Sometimes you've just got to wander...
My friend, Ellen, and I set off this morning for the outer reaches of Siler City. We were off to see the Fruitcake Lady at Southern Supreme. That's where Ellen goes every year to buy fruitcake...and loads of other yummy goodies.
And she gets lost every year, which drives her nuts because she goes EVERY year and grew up nearby, so she figures it shouldn't be that hard...
We made it as far as the landmark with the insurance company and somehow, the right road just wasn't there.
Maybe it was because we were talking about our sons and how on earth we were going to let go of them next year when they leave for college. And what we would do without those boys to mother.
I offered to share my youngest with her but it's not quite the same as having your own, right there, on site so to speak.
When the railroad signal arms fell down over the tracks and we realized the road on the other side wasn't a road, well...we decided to take a possible shortcut.
But we were talking about finding inner happiness, which really did have something to do with the Fruitcake Lady because she started baking fruitcakes in her garage (which isn't where I keep my oven, but then, who am I to judge?) She loved making fruitcakes and people loved eating them, so by doing what made her happy, she became successful.
This took us through a small town so tiny it only had a building that used to be a store/post office and on into outer Bear Creek where a red tin-roofed building seemed to appear out of nowhere in a field.
"Oh good," Ellen said. "No tour buses. Usually there's tour buses and the place is packed. I only see one church bus."
Which meant the line for the restrooms was only 4 deep with little blue-haired ladies moving v-e-r-y slowly. We scandalized them by using the Men's room. "It's really not like most men's room's," Ellen explained to the ladies still waiting as she emerged. "It's clean and doesn't smell too bad at all."
I don't know if this swayed them. We were already moving on to the Tasting Room.
And I would tell you all about it except that Southern Supreme was by no means the highlight of our day.
See, Ellen and I were both born on August 8th. We share the same first name, even though she goes by her middle name, and we share the same skewed view of the world as well as an inability to have one conversation at a time.
We always have two or three stories going at a clip and happily skip from one to the other just as we rove from one spot to the other. So it made sense to turn out of the parking lot in the opposite direction from where we'd arrived.
"You're not in a hurry, are you?" she asked.
Which is how we came to wander every back road Ellen could find on our way from Caswell county to Guilford county. Along the way, Ellen opened a treasure chest full of memories, characters and stories as she seems to know something about every old house out in the country.
We ate lunch at a great diner called Brownie Lus (I think) where the artificial Christmas tree was already up and trimmed with white hand-crocheted ornaments.
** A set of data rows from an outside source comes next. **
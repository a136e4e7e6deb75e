//! Errors surfaced by query orchestration.

use thiserror::Error;
use wikirepo_core::{StoreError, TimeError};

use crate::{LocationError, RegistryError, table::TableError};

/// Errors raised while running a query.
#[derive(Debug, Error)]
#[non_exhaustive]
pub enum QueryError {
    /// The time window or interval is invalid.
    #[error(transparent)]
    Time(#[from] TimeError),
    /// A property or category name is not registered.
    #[error(transparent)]
    Registry(#[from] RegistryError),
    /// Location trees could not be merged.
    #[error(transparent)]
    Location(#[from] LocationError),
    /// A flat location list was combined with a non-zero depth.
    #[error("a flat location list only supports depth 0, got depth {depth}")]
    FlatDepth {
        /// Requested depth.
        depth: usize,
    },
    /// Expanding sub-locations failed.
    #[error("failed to expand sub-locations: {source}")]
    Expansion {
        /// Store failure.
        #[source]
        source: StoreError,
    },
    /// Reading a property from the entity store failed.
    #[error("failed to query '{property}': {source}")]
    Store {
        /// Registry name of the property.
        property: &'static str,
        /// Store failure naming the entity.
        #[source]
        source: StoreError,
    },
    /// Assembling the property's table failed.
    #[error("failed to assemble the '{property}' table: {source}")]
    Table {
        /// Registry name of the property.
        property: &'static str,
        /// Table failure.
        #[source]
        source: TableError,
    },
    /// Joining per-property tables failed.
    #[error("failed to join query results: {source}")]
    Join {
        /// Table failure.
        #[source]
        source: TableError,
    },
    /// A query request document could not be parsed.
    #[error("failed to parse query request: {source}")]
    Request {
        /// Decoder failure.
        #[source]
        source: serde_json::Error,
    },
}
The regulars all got kidded by the waitresses and we got called "Hon." The barbecue sandwich was terrific even if the man sitting behind me did seem to have T.B or some other consumptive ailment that caused him to hack and gasp for air every few minutes.
But of course by then we were talking about hypercritical parents who ride their almost-perfect children and other parents who seem to forget they even have children and what we'll do for Christmas and how Thanksgiving went without Dad.
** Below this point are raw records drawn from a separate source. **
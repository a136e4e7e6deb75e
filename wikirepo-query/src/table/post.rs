//! Reshaping helpers for finished tables.

use std::cmp::Ordering;

use wikirepo_core::Scalar;

use super::{Table, TableError};

/// Split `"value (date)"` cells of `column` into the value and a
/// `{column}_date` column placed right after it.
///
/// Values are coerced back to numbers where possible. Cells without a date
/// suffix keep their value and get a missing date.
///
/// ```
/// use wikirepo_core::Scalar;
/// use wikirepo_query::table::{Table, post::split_value_dates};
///
/// let mut table = Table::new(["location", "population"]);
/// table.push_row(vec!["Germany".into(), "83019213 (2019-01-01)".into()])?;
/// split_value_dates(&mut table, "population")?;
///
/// assert_eq!(table.columns(), ["location", "population", "population_date"]);
/// assert_eq!(table.cell(0, "population")?, &Scalar::Int(83_019_213));
/// assert_eq!(table.cell(0, "population_date")?, &Scalar::from("2019-01-01"));
/// # Ok::<(), wikirepo_query::table::TableError>(())
/// ```
///
/// # Errors
///
/// Returns [`TableError::UnknownColumn`] when `column` is absent and
/// [`TableError::DuplicateColumn`] when the date column already exists.
pub fn split_value_dates(table: &mut Table, column: &str) -> Result<(), TableError> {
    let index = table.column_index(column)?;
    let mut dates = Vec::with_capacity(table.len());
    let mut values = Vec::with_capacity(table.len());
    for cell in table.column(column)? {
        let split = cell.as_text().and_then(|text| {
            let (value, rest) = text.split_once(" (")?;
            Some((value, rest.trim_end_matches(')')))
        });
        match split {
            Some((value, date)) => {
                values.push(Scalar::coerce(value));
                dates.push(Scalar::Text(date.to_owned()));
            }
            None => {
                values.push(cell.clone());
                dates.push(Scalar::Missing);
            }
        }
    }
    for (row, value) in values.into_iter().enumerate() {
        table.set(row, index, value);
    }
    table.insert_column(index.saturating_add(1), format!("{column}_date"), dates)
}

/// Rows and columns combined by [`sum_location_values`].
#[derive(Debug, Clone, Copy, PartialEq, Eq)]
pub struct LocationSum<'a> {
    /// Location whose values change.
    pub target: &'a str,
    /// Location supplying the values.
    pub source: &'a str,
    /// Column holding location labels.
    pub location_column: &'a str,
    /// Column holding time buckets, if the table has one.
    pub time_column: Option<&'a str>,
    /// Column holding the values.
    pub value_column: &'a str,
    /// Subtract instead of add.
    pub subtract: bool,
    /// Remove the source rows afterwards.
    pub drop_source: bool,
}

/// Add (or subtract) the source location's values to the target location's,
/// bucket by bucket.
///
/// Missing operands yield a missing result.
///
/// # Errors
///
/// Returns [`TableError::UnknownColumn`] for absent columns and
/// [`TableError::Arithmetic`] for text values or integer overflow.
pub fn sum_location_values(table: &mut Table, sum: &LocationSum<'_>) -> Result<(), TableError> {
    let location = table.column_index(sum.location_column)?;
    let value = table.column_index(sum.value_column)?;
    let time = sum
        .time_column
        .map(|name| table.column_index(name))
        .transpose()?;
    let target = Scalar::from(sum.target);
    let source = Scalar::from(sum.source);

    let mut updates = Vec::new();
    for target_row in table.rows_where(location, &target) {
        let bucket = time.and_then(|index| cell_at(table, target_row, index));
        let Some(source_row) = table
            .rows_where(location, &source)
            .into_iter()
            .find(|&row| time.is_none_or(|index| cell_at(table, row, index) == bucket))
        else {
            continue;
        };
        let left = cell_at(table, target_row, value).cloned().unwrap_or_default();
        let right = cell_at(table, source_row, value).cloned().unwrap_or_default();
        let combined = combine(sum.value_column, &left, &right, sum.subtract)?;
        updates.push((target_row, combined));
    }
    for (row, result) in updates {
        table.set(row, value, result);
    }

    if sum.drop_source {
        table.retain_rows(|cells| cells.get(location) != Some(&source));
    }
    Ok(())
}

fn cell_at(table: &Table, row: usize, column: usize) -> Option<&Scalar> {
    table.rows().get(row).and_then(|cells| cells.get(column))
}

#[expect(
    clippy::float_arithmetic,
    reason = "values may be fractional quantities"
)]
fn combine(
    column: &str,
    left: &Scalar,
    right: &Scalar,
    subtract: bool,
) -> Result<Scalar, TableError> {
    let incompatible = || TableError::Arithmetic {
        column: column.to_owned(),
        left: left.to_string(),
        right: right.to_string(),
    };
    let floats = |a: f64, b: f64| Scalar::Float(if subtract { a - b } else { a + b });
    let result = match (left, right) {
        (Scalar::Missing, _) | (_, Scalar::Missing) => Scalar::Missing,
        (Scalar::Int(a), Scalar::Int(b)) => {
            let combined = if subtract {
                a.checked_sub(*b)
            } else {
                a.checked_add(*b)
            };
            Scalar::Int(combined.ok_or_else(incompatible)?)
        }
        (Scalar::Float(a), Scalar::Float(b)) => floats(*a, *b),
        (Scalar::Int(a), Scalar::Float(b)) => floats(int_as_float(*a), *b),
        (Scalar::Float(a), Scalar::Int(b)) => floats(*a, int_as_float(*b)),
        _ => return Err(incompatible()),
    };
    Ok(result)
}

#[expect(
    clippy::cast_precision_loss,
    reason = "integers mixed with floats are compared and combined as floats"
)]
const fn int_as_float(value: i64) -> f64 {
    value as f64
}

/// Give every row of a location the first present value of `value_column`
/// among that location's rows.
///
/// # Errors
///
/// Returns [`TableError::UnknownColumn`] for absent columns.
pub fn fill_by_location(
    table: &mut Table,
    location_column: &str,
    value_column: &str,
) -> Result<(), TableError> {
    let location = table.column_index(location_column)?;
    let value = table.column_index(value_column)?;
    let mut fills: Vec<(Scalar, Scalar)> = Vec::new();
    for cells in table.rows() {
        let (Some(place), Some(cell)) = (cells.get(location), cells.get(value)) else {
            continue;
        };
        if !cell.is_missing() && !fills.iter().any(|(known, _)| known == place) {
            fills.push((place.clone(), cell.clone()));
        }
    }
    for (place, fill) in fills {
        for row in table.rows_where(location, &place) {
            table.set(row, value, fill.clone());
        }
    }
    Ok(())
}

/// Fill missing numbers of `value_column` by linear interpolation within
/// each location.
///
/// A location's rows are taken in table order and treated as evenly spaced.
/// Gaps between two numbers are filled along the line joining them, gaps
/// after the last number repeat it, and gaps before the first number stay
/// missing. Text and boolean cells are kept and do not anchor the line.
///
/// ```
/// use wikirepo_core::Scalar;
/// use wikirepo_query::table::{Table, post::interpolate_by_location};
///
/// let mut table = Table::new(["location", "population"]);
/// for value in [Scalar::Int(100), Scalar::Missing, Scalar::Int(300)] {
///     table.push_row(vec!["Germany".into(), value])?;
/// }
/// interpolate_by_location(&mut table, "location", "population")?;
///
/// assert_eq!(table.cell(1, "population")?, &Scalar::Float(200.0));
/// # Ok::<(), wikirepo_query::table::TableError>(())
/// ```
///
/// # Errors
///
/// Returns [`TableError::UnknownColumn`] for absent columns.
pub fn interpolate_by_location(
    table: &mut Table,
    location_column: &str,
    value_column: &str,
) -> Result<(), TableError> {
    let location = table.column_index(location_column)?;
    let value = table.column_index(value_column)?;
    let mut places: Vec<Scalar> = Vec::new();
    for cells in table.rows() {
        if let Some(place) = cells.get(location)
            && !places.contains(place)
        {
            places.push(place.clone());
        }
    }
    for place in places {
        let rows = table.rows_where(location, &place);
        let series: Vec<Scalar> = rows
            .iter()
            .map(|&row| cell_at(table, row, value).cloned().unwrap_or_default())
            .collect();
        for (row, filled) in rows.into_iter().zip(interpolate_series(&series)) {
            if let Some(cell) = filled {
                table.set(row, value, cell);
            }
        }
    }
    Ok(())
}

fn interpolate_series(series: &[Scalar]) -> Vec<Option<Scalar>> {
    let anchors: Vec<(usize, f64)> = series
        .iter()
        .enumerate()
        .filter_map(|(position, cell)| numeric(cell).map(|number| (position, number)))
        .collect();
    series
        .iter()
        .enumerate()
        .map(|(position, cell)| {
            if !cell.is_missing() {
                return None;
            }
            let before = anchors.iter().rev().find(|(at, _)| *at < position);
            let after = anchors.iter().find(|(at, _)| *at > position);
            match (before, after) {
                (Some(&(left, start)), Some(&(right, end))) => Some(Scalar::Float(along(
                    start,
                    end,
                    position.saturating_sub(left),
                    right.saturating_sub(left),
                ))),
                (Some(&(left, _)), None) => series.get(left).cloned(),
                (None, _) => None,
            }
        })
        .collect()
}

const fn numeric(cell: &Scalar) -> Option<f64> {
    match cell {
        Scalar::Int(int) => Some(int_as_float(*int)),
        Scalar::Float(float) => Some(*float),
        _ => None,
    }
}

#[expect(
    clippy::float_arithmetic,
    reason = "interpolated values lie on the line between two anchors"
)]
fn along(start: f64, end: f64, step: usize, steps: usize) -> f64 {
    start + (end - start) * count_as_float(step) / count_as_float(steps)
}

/// Occurrences of each present value in `column`, sorted by value.
///
/// # Errors
///
/// Returns [`TableError::UnknownColumn`] when `column` is absent.
pub fn count_values(table: &Table, column: &str) -> Result<Vec<(Scalar, usize)>, TableError> {
    let mut counts: Vec<(Scalar, usize)> = Vec::new();
    for cell in table.column(column)? {
        if cell.is_missing() {
            continue;
        }
        match counts.iter_mut().find(|(value, _)| value == cell) {
            Some((_, count)) => *count = count.saturating_add(1),
            None => counts.push((cell.clone(), 1)),
        }
    }
    counts.sort_by(|(a, _), (b, _)| compare(a, b));
    Ok(counts)
}

/// Share of rows holding each present value in `column`, sorted by value.
///
/// ```
/// use wikirepo_query::table::{Table, post::value_shares};
///
/// let mut table = Table::new(["fh_category"]);
/// for category in ["free", "free", "not free", "partly free"] {
///     table.push_row(vec![category.into()])?;
/// }
/// let shares = value_shares(&table, "fh_category")?;
/// assert_eq!(shares.first().map(|(_, share)| *share), Some(0.5));
/// # Ok::<(), wikirepo_query::table::TableError>(())
/// ```
///
/// # Errors
///
/// Returns [`TableError::UnknownColumn`] when `column` is absent.
#[expect(clippy::float_arithmetic, reason = "shares are fractions of the row count")]
pub fn value_shares(table: &Table, column: &str) -> Result<Vec<(Scalar, f64)>, TableError> {
    let rows = count_as_float(table.len());
    Ok(count_values(table, column)?
        .into_iter()
        .map(|(value, count)| (value, count_as_float(count) / rows))
        .collect())
}

fn count_as_float(count: usize) -> f64 {
    f64::from(u32::try_from(count).unwrap_or(u32::MAX))
}

fn rank(value: &Scalar) -> u8 {
    match value {
        Scalar::Missing => 0,
        Scalar::Bool(_) => 1,
        Scalar::Int(_) | Scalar::Float(_) => 2,
        Scalar::Text(_) => 3,
    }
}

fn compare(a: &Scalar, b: &Scalar) -> Ordering {
    match (a, b) {
        (Scalar::Bool(x), Scalar::Bool(y)) => x.cmp(y),
        (Scalar::Int(x), Scalar::Int(y)) => x.cmp(y),
        (Scalar::Float(x), Scalar::Float(y)) => x.total_cmp(y),
        (Scalar::Int(x), Scalar::Float(y)) => int_as_float(*x).total_cmp(y),
        (Scalar::Float(x), Scalar::Int(y)) => x.total_cmp(&int_as_float(*y)),
        (Scalar::Text(x), Scalar::Text(y)) => x.cmp(y),
        _ => rank(a).cmp(&rank(b)),
    }
}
We were back in the little red truck and headed back out onto the open road by 12:30. I know this because I looked at the clock and suddenly realized, Dad died exactly two months ago that very minute.
I started to say this to Ellen but didn't. I mean, what do you say? "My dad died this very minute two months ago?" Well, yes, probably I should have, but then what do you say? I didn't even know exactly what I thought or how I felt about it. So I let it stay with me for a little while, sitting between us like a quiet visitor.
We drove through the warm autumn day with Ellen telling one character's story after another. There was Junior Jones, (or some name like that with two J's) who made his fortune first in a rock band and then by digging a big hole which he filled with water, added a water slide at one end and called Lake Juno. It made possible the wild hacienda-styled ranch house he erected in memory of his beloved Mexico and the winters he spent basking in that country's warmth.
Ellen told about an old woman who lived in the lonely wooden house we passed near a crossroads in the middle of a nowhere cornfield. According to local lore, this old lady would stand at her bedroom window late at night and stare out at the nearby cemetery. If she saw a light, she watched, waiting until it came to rest on a family's plot. She said the light was foretelling the death of someone.
Of course, Ellen and I had to wonder if the old lady saw the light land on her own family's plot, and if so, did she have time to tell anyone or did she just wake up dead?
Ellen's stories washed over me, coloring the already beautiful afternoon with the warmth and affection she has for the place and people of her old hometown. Somehow the pang of acknowledgment of Dad's death eased as Ellen told her stories. They were like a salve and I didn't figure out why until this very moment.
Ellen was remembering...those who went before and those who were still living but who had rich and colorful pasts...She was not forgetting and in not forgetting she was unconsciously pointing out the truth of memory.
Marking the passage of time after someone dies doesn't diminish or add to their importance or worth in our lives. The people we love will always linger in our hearts.